Veranstaltung

Artificial Tears. Singularität & Menschsein – Eine Spekulation
Ausstellung
21. Juni 2017 bis 1. Oktober 2017
Österreichisches Museum für angewandte Kunst
Stubenring 5
A-1010 Wien


VeranstalterIn: MAK – Österreichisches Museum für angewandte Kunst / Gegenwartskunst
Eröffnung: Dienstag, 20. Juni 2017

im Rahmen der VIENNA BIENNALE 2017

Die Ausstellung ARTIFICIAL TEARS. Singularität & Menschsein – Eine Spekulation zitiert ein Kapitel der Menschheitsgeschichte, das noch nicht geschrieben wurde. 13 künstlerische Positionen eröffnen Hypothesen, stellen Fragen und liefern Impulse zur Auseinandersetzung mit dem vom amerikanischen Futuristen Ray Kurzweil prognostizierten Zeitalter der Singularität, die durch das exponentielle Wachstum von Technologie und hochintelligenten maschinellen Schnittstellen herbeigeführt wird.

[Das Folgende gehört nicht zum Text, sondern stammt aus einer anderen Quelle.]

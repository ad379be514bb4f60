//! # Replay Simulator
//!
//! Materializes the three disk stacks and replays a move sequence against
//! them, checking every move against the puzzle rules. The generator never
//! needs this; it exists to verify a sequence after the fact.

use hanoi_common::error::ReplayError;
use hanoi_common::puzzle::{DiskCount, Move, Peg, PegSet};
use tracing::{debug, info};

/// Three pegs holding disks, numbered `1..=n` with `n` the largest.
#[derive(Debug, Clone, PartialEq, Eq)]
pub struct Towers {
    pegs: PegSet,
    stacks: [Vec<u32>; 3],
    applied: u64,
}

impl Towers {
    /// All disks stacked on `pegs.from()`, largest at the bottom.
    pub fn new(disks: DiskCount, pegs: PegSet) -> Self {
        let source: Vec<u32> = (1..=disks.get()).rev().collect();
        Self {
            pegs,
            stacks: [source, Vec::new(), Vec::new()],
            applied: 0,
        }
    }

    fn slot(&self, peg: Peg) -> Option<usize> {
        self.pegs.as_array().iter().position(|p| *p == peg)
    }

    /// Disks on `peg`, bottom first. Empty for labels outside the puzzle.
    pub fn stack(&self, peg: Peg) -> &[u32] {
        self.slot(peg).map_or(&[][..], |i| self.stacks[i].as_slice())
    }

    pub fn applied(&self) -> u64 {
        self.applied
    }

    /// Applies a single move, leaving the towers untouched if it is illegal.
    pub fn apply(&mut self, mv: Move) -> Result<(), ReplayError> {
        let index = self.applied;
        let src = self
            .slot(mv.from)
            .ok_or(ReplayError::UnknownPeg { index, mv, peg: mv.from })?;
        let dst = self
            .slot(mv.to)
            .ok_or(ReplayError::UnknownPeg { index, mv, peg: mv.to })?;

        if src == dst {
            return Err(ReplayError::SamePeg { index, mv });
        }

        let disk = *self.stacks[src]
            .last()
            .ok_or(ReplayError::EmptyPeg { index, mv })?;

        if let Some(&below) = self.stacks[dst].last() {
            if below < disk {
                return Err(ReplayError::LargerOnSmaller {
                    index,
                    mv,
                    disk,
                    below,
                });
            }
        }
        self.stacks[src].pop();
        self.stacks[dst].push(disk);

        self.applied += 1;
        Ok(())
    }

    /// True once the source and auxiliary pegs are empty.
    ///
    /// Disk order on the destination needs no separate check: every applied
    /// move kept each stack sorted.
    pub fn is_solved(&self) -> bool {
        self.stacks[0].is_empty() && self.stacks[1].is_empty()
    }
}

/// Replays `moves` from the starting position and checks the final state.
///
/// Returns the number of moves applied.
pub fn replay<I>(disks: DiskCount, pegs: PegSet, moves: I) -> Result<u64, ReplayError>
where
    I: IntoIterator<Item = Move>,
{
    let mut towers = Towers::new(disks, pegs);
    for mv in moves {
        towers.apply(mv)?;
    }

    if !towers.is_solved() {
        debug!("Towers after replay: {:?}", towers.stacks);
        return Err(ReplayError::Unsolved {
            moves: towers.applied(),
            target: pegs.to(),
        });
    }

    info!(
        "Verified {} moves: all {} disks on peg {}",
        towers.applied(),
        disks,
        pegs.to()
    );
    Ok(towers.applied())
}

Mit den wachsenden Möglichkeiten der Koppelung von Wissenschaft, Medizin und Technologie werden die kühnsten und schrecklichsten Visionen der Science-Fiction gleichermaßen greifbar und schleichend in unseren Alltag implementiert. Die Grenze zwischen lebendiger und unbelebter Materie wirkt zunehmend unplausibel, so wie die Unterscheidung zwischen „wirklichen“ Menschen und ihren Medieninkarnationen, zwischen „originalen“ Objekten und Dummies.

Viele der utopischen oder dystopischen Narrationen des 20. und 21. Jahrhunderts entwickeln Szenarien einer durch Technologie als Werkzeug für Überregulierung und Überwachung geprägten und letztlich in ihrem „Menschsein“ zutiefst erschütterten Gesellschaft. Es stellt sich die Frage, wie wir als Menschen der wachsenden Entmündigung durch die von kapitalistischen und politischen Systemen kontrollierten Technologien entgehen wollen und ob wir den Mut aufbringen werden, um unsere Freiheit als Gesellschaft und als Individuen zu kämpfen – und zwar vorrangig gegen uns selbst: Wenn unsere Utopien scheitern, müssen wir anfangen, die Potenziale unserer Dystopien zu nutzen.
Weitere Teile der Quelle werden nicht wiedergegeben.